Par ailleurs, le tracé, défini comme geste dirigé, fait partie de l’engin de la production ici concernée. Ainsi, le tatouage au fil chez les Esquimaux et les Indiens du Nord de la Colombie britannique consiste à passer, dans le chas d’une aiguille, un fil enduit de noir de fumée ; l’aiguille chemine dans la peau et, en ressortant, elle entraîne le fil qui se décharge ainsi de son colorant, lequel apparaît par transparence en bleu foncé[14]. Dans la technique de tatouage japonais, la disposition plus ou moins concentrée des points du motif produit des nuances d’ombres[15]

Comme pour le tatouage, la précision du geste pour le détatouage permet la réussite de l’opération, ainsi de la dermabrasion (usure lente de la peau avec de la pierre ponce, une toile émeri, etc.), de l’excision du morceau de peau tatouée suivie aussitôt d’une greffe avec du tissu pris ailleurs sur la peau, de la destruction de la peau (par brûlure avec de l’azote liquide ou au laser), ou du recouvrement de l’ancien motif par un motif plus large (sorte de palimpseste)[16].

Pour terminer cette partie sur l’ergologie, soulignons tout l’intérêt d’un « éclatement » de l’observation grâce à l’analyse : par cette approche, nous n’avons pas décrit « à toute fin utile » tout le nécessaire du tatoueur par exemple, comme nous n’avons pas établi une liste de toutes les caractéristiques de la peau, et pour cause puisque nous nous sommes intéressés à ce qui, dans la peau ou dans l’outillage, constituait « du fabriquant » du tatouage.
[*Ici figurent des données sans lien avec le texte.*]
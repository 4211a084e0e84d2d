//! Course route loader
//!
//! Primes the catalog containment check and the can-redeem policy
//! resolution for a course, and redirects to the enrollment-completed page
//! when a committed redemption already exists for the requested content.

use super::{LoaderContext, LoaderOutcome};
use crate::query_store::QueryKey;
use crate::services::ApiError;
use crate::types::{CanRedeemResponse, ContainmentResult, SubsidyAccessPolicy};

/// Data primed for the course routes
#[derive(Debug, Clone, PartialEq)]
pub struct CourseLoaderData {
    /// Whether (and where) the course is contained in the customer's catalogs
    pub containment: ContainmentResult,

    /// Policy to redeem against, when the course is redeemable
    pub subsidy_access_policy: Option<SubsidyAccessPolicy>,

    /// Whether a redemption can currently be made
    pub can_redeem: bool,
}

/// Prime the course-level queries for `course_key` under an enterprise.
pub async fn course_loader(
    ctx: &LoaderContext,
    enterprise_uuid: &str,
    enterprise_slug: &str,
    course_key: &str,
) -> LoaderOutcome<CourseLoaderData> {
    let (containment, verdicts) = tokio::join!(
        ctx.store.ensure_query_data(
            QueryKey::contains_content(enterprise_uuid, course_key),
            || async {
                Ok::<ContainmentResult, ApiError>(
                    ctx.api
                        .fetch_contains_content_items(enterprise_uuid, &[course_key])
                        .await,
                )
            },
        ),
        ctx.store.ensure_query_data(
            QueryKey::can_redeem(enterprise_uuid, course_key),
            || async { ctx.api.fetch_can_redeem(enterprise_uuid, &[course_key]).await },
        ),
    );

    // The containment wrapper already reduces its own errors to a fallback.
    let containment = containment.unwrap_or_else(|_| ContainmentResult::fallback());
    let verdicts: Vec<CanRedeemResponse> = verdicts.unwrap_or_else(|error| {
        tracing::error!(
            enterprise_uuid = %enterprise_uuid,
            course_key = %course_key,
            %error,
            "Failed to resolve redeemability, rendering without a policy"
        );
        Vec::new()
    });

    let verdict = verdicts.into_iter().find(|v| v.content_key == course_key);
    if verdict.as_ref().is_some_and(|v| v.has_successful_redemption) {
        return LoaderOutcome::Redirect(format!(
            "/{}/course/{}/enroll/complete",
            enterprise_slug, course_key
        ));
    }

    let can_redeem = verdict.as_ref().is_some_and(|v| v.can_redeem);
    let subsidy_access_policy =
        verdict.and_then(|v| v.redeemable_subsidy_access_policy);

    LoaderOutcome::Continue(CourseLoaderData {
        containment,
        subsidy_access_policy,
        can_redeem,
    })
}
//! End-to-end tests for the stateful enroll flow against a mock backend

use std::sync::atomic::{AtomicUsize, Ordering};
use std::sync::{Arc, Mutex};

use learner_portal::analytics::{AnalyticsSink, EnrollmentEvent};
use learner_portal::config::PortalConfig;
use learner_portal::enroll::{EnrollCallbacks, EnrollError, StatefulEnroll};
use learner_portal::services::ApiClient;
use learner_portal::types::{SubsidyAccessPolicy, SubsidyTransaction, TransactionState};
use serde_json::json;

#[derive(Debug, Default)]
struct CountingSink {
    search_conversions: AtomicUsize,
    enrollments: AtomicUsize,
}

impl AnalyticsSink for CountingSink {
    fn track_search_conversion(&self, _event: &EnrollmentEvent<'_>) {
        self.search_conversions.fetch_add(1, Ordering::SeqCst);
    }
    fn track_enterprise_enrollment(&self, _event: &EnrollmentEvent<'_>) {
        self.enrollments.fetch_add(1, Ordering::SeqCst);
    }
}

fn test_config() -> PortalConfig {
    let mut config = PortalConfig::default();
    // Keep the fixed-interval semantics but make the tests fast.
    config.polling.interval_ms = 10;
    config
}

fn policy(redemption_url: &str) -> SubsidyAccessPolicy {
    SubsidyAccessPolicy {
        uuid: "policy-1".to_string(),
        policy_redemption_url: redemption_url.to_string(),
        policy_type: None,
        display_name: None,
    }
}

fn transaction_body(uuid: &str, state: &str, status_url: &str) -> String {
    json!({
        "uuid": uuid,
        "state": state,
        "lms_user_id": 123,
        "content_key": "course-v1:X",
        "subsidy_access_policy_uuid": "policy-1",
        "transaction_status_api_url": status_url,
    })
    .to_string()
}

#[tokio::test]
async fn redeem_polls_until_committed_and_fires_success_once() {
    let mut server = mockito::Server::new_async().await;
    let status_url = format!("{}/status/", server.url());

    let post_mock = server
        .mock("POST", "/redeem/")
        .with_status(200)
        .with_header("content-type", "application/json")
        .with_body(transaction_body("t1", "pending", &status_url))
        .expect(1)
        .create_async()
        .await;

    // First poll still pending, second poll committed.
    let polls = Arc::new(AtomicUsize::new(0));
    let polls_cb = polls.clone();
    let status_url_cb = status_url.clone();
    let status_mock = server
        .mock("GET", "/status/")
        .with_status(200)
        .with_header("content-type", "application/json")
        .with_body_from_request(move |_request| {
            let n = polls_cb.fetch_add(1, Ordering::SeqCst);
            let state = if n == 0 { "pending" } else { "committed" };
            transaction_body("t1", state, &status_url_cb).into_bytes()
        })
        .expect(2)
        .create_async()
        .await;

    let config = Arc::new(test_config());
    let api = Arc::new(ApiClient::new(config).unwrap());
    let analytics = Arc::new(CountingSink::default());

    let successes: Arc<Mutex<Vec<SubsidyTransaction>>> = Arc::new(Mutex::new(Vec::new()));
    let successes_cb = successes.clone();
    let began = Arc::new(AtomicUsize::new(0));
    let began_cb = began.clone();

    let enroll = StatefulEnroll::new(
        api,
        analytics.clone(),
        123,
        "course-v1:X",
        Some(policy(&format!("{}/redeem/", server.url()))),
    )
    .with_callbacks(EnrollCallbacks {
        on_begin_redeem: Some(Box::new(move || {
            began_cb.fetch_add(1, Ordering::SeqCst);
        })),
        on_success: Some(Box::new(move |tx| {
            successes_cb.lock().unwrap().push(tx.clone());
        })),
        on_error: None,
    });

    let final_tx = enroll.redeem(None).await.unwrap();

    post_mock.assert_async().await;
    status_mock.assert_async().await;
    assert_eq!(final_tx.state, TransactionState::Committed);
    assert_eq!(began.load(Ordering::SeqCst), 1);

    let successes = successes.lock().unwrap();
    assert_eq!(successes.len(), 1);
    assert_eq!(successes[0].uuid, "t1");
    assert_eq!(successes[0].state, TransactionState::Committed);
    assert_eq!(analytics.search_conversions.load(Ordering::SeqCst), 1);
    assert_eq!(analytics.enrollments.load(Ordering::SeqCst), 1);
}

#[tokio::test]
async fn redeem_without_policy_issues_no_request() {
    let mut server = mockito::Server::new_async().await;
    let catch_all = server
        .mock("POST", mockito::Matcher::Regex(".*".to_string()))
        .expect(0)
        .create_async()
        .await;

    let config = Arc::new(test_config());
    let api = Arc::new(ApiClient::new(config).unwrap());
    let analytics = Arc::new(CountingSink::default());

    let errors = Arc::new(AtomicUsize::new(0));
    let errors_cb = errors.clone();
    let enroll = StatefulEnroll::new(api, analytics, 123, "course-v1:X", None)
        .with_callbacks(EnrollCallbacks {
            on_begin_redeem: None,
            on_success: None,
            on_error: Some(Box::new(move |_| {
                errors_cb.fetch_add(1, Ordering::SeqCst);
            })),
        });

    let result = enroll.redeem(None).await;
    assert!(matches!(result, Err(EnrollError::MissingSubsidyPolicy)));
    // The precondition failure is logged, not surfaced through on_error.
    assert_eq!(errors.load(Ordering::SeqCst), 0);
    catch_all.assert_async().await;
}

#[tokio::test]
async fn failed_poll_synthesizes_transaction_failed_error() {
    let mut server = mockito::Server::new_async().await;
    let status_url = format!("{}/status/", server.url());

    server
        .mock("POST", "/redeem/")
        .with_status(200)
        .with_header("content-type", "application/json")
        .with_body(transaction_body("X", "pending", &status_url))
        .create_async()
        .await;
    server
        .mock("GET", "/status/")
        .with_status(200)
        .with_header("content-type", "application/json")
        .with_body(transaction_body("X", "failed", &status_url))
        .create_async()
        .await;

    let config = Arc::new(test_config());
    let api = Arc::new(ApiClient::new(config).unwrap());
    let analytics = Arc::new(CountingSink::default());

    let error_messages: Arc<Mutex<Vec<String>>> = Arc::new(Mutex::new(Vec::new()));
    let error_messages_cb = error_messages.clone();
    let enroll = StatefulEnroll::new(
        api,
        analytics.clone(),
        123,
        "course-v1:X",
        Some(policy(&format!("{}/redeem/", server.url()))),
    )
    .with_callbacks(EnrollCallbacks {
        on_begin_redeem: None,
        on_success: None,
        on_error: Some(Box::new(move |error| {
            error_messages_cb.lock().unwrap().push(error.to_string());
        })),
    });

    let result = enroll.redeem(None).await;
    assert!(matches!(result, Err(EnrollError::TransactionFailed { .. })));

    let messages = error_messages.lock().unwrap();
    assert_eq!(messages.len(), 1);
    assert!(messages[0].contains("Transaction X failed during redemption."));
    assert_eq!(analytics.search_conversions.load(Ordering::SeqCst), 0);
}

#[tokio::test]
async fn poll_budget_exhaustion_yields_timeout() {
    let mut server = mockito::Server::new_async().await;
    let status_url = format!("{}/status/", server.url());

    server
        .mock("POST", "/redeem/")
        .with_status(200)
        .with_header("content-type", "application/json")
        .with_body(transaction_body("t9", "pending", &status_url))
        .create_async()
        .await;
    let status_mock = server
        .mock("GET", "/status/")
        .with_status(200)
        .with_header("content-type", "application/json")
        .with_body(transaction_body("t9", "pending", &status_url))
        .expect(2)
        .create_async()
        .await;

    let mut config = test_config();
    config.polling.max_attempts = 2;
    let api = Arc::new(ApiClient::new(Arc::new(config)).unwrap());
    let analytics = Arc::new(CountingSink::default());

    let enroll = StatefulEnroll::new(
        api,
        analytics,
        123,
        "course-v1:X",
        Some(policy(&format!("{}/redeem/", server.url()))),
    );

    let result = enroll.redeem(None).await;
    match result {
        Err(EnrollError::Timeout { uuid, attempts }) => {
            assert_eq!(uuid, "t9");
            assert_eq!(attempts, 2);
        }
        other => panic!("expected timeout, got {other:?}"),
    }
    status_mock.assert_async().await;
}

#[tokio::test]
async fn transport_error_on_submit_routes_to_on_error() {
    let mut server = mockito::Server::new_async().await;
    server
        .mock("POST", "/redeem/")
        .with_status(502)
        .with_body("bad gateway")
        .create_async()
        .await;

    let config = Arc::new(test_config());
    let api = Arc::new(ApiClient::new(config).unwrap());
    let analytics = Arc::new(CountingSink::default());

    let errors = Arc::new(AtomicUsize::new(0));
    let errors_cb = errors.clone();
    let enroll = StatefulEnroll::new(
        api,
        analytics,
        123,
        "course-v1:X",
        Some(policy(&format!("{}/redeem/", server.url()))),
    )
    .with_callbacks(EnrollCallbacks {
        on_begin_redeem: None,
        on_success: None,
        on_error: Some(Box::new(move |_| {
            errors_cb.fetch_add(1, Ordering::SeqCst);
        })),
    });

    let result = enroll.redeem(None).await;
    assert!(matches!(result, Err(EnrollError::Api(_))));
    assert_eq!(errors.load(Ordering::SeqCst), 1);
}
Cela permet de situer par exemple les « inventions » telles que la machine à tatouer, brevetée en 1891, par Tom Riley, un tatoueur britannique : il a transformé les piquages pouvant durer des heures en des interventions plus brèves grâce à un dispositif mécanique multipliant les injections d’encre dans la peau[17]. Ce n’est pas ici une question purement d’ergologie , mais une conjonction d’autres fins que celle du tatouage : c’est une affaire aussi d’ergotropie, puisque la machine à tatouer produit du geste et dispose les éléments utiles au tatouage en lieu et place du tatoueur, et elle permet également une économie du geste du tatoueur, une rapidité d’intervention et une diminution de la douleur . De même, les réservoirs à pigments raccordés aux aiguilles diminuent les gestes du tatoueur dans une même démarche économique.

Nous venons de détailler les éléments d’une analyse ergologique générale du tatouage. Cette mise en œuvre technique vise plusieurs finalités industrielles[18]. Ces fabriqués vont successivement nous occuper ci-après.

Le fabriqué de l’illustration sur la peau (esthématopée, image, écriture)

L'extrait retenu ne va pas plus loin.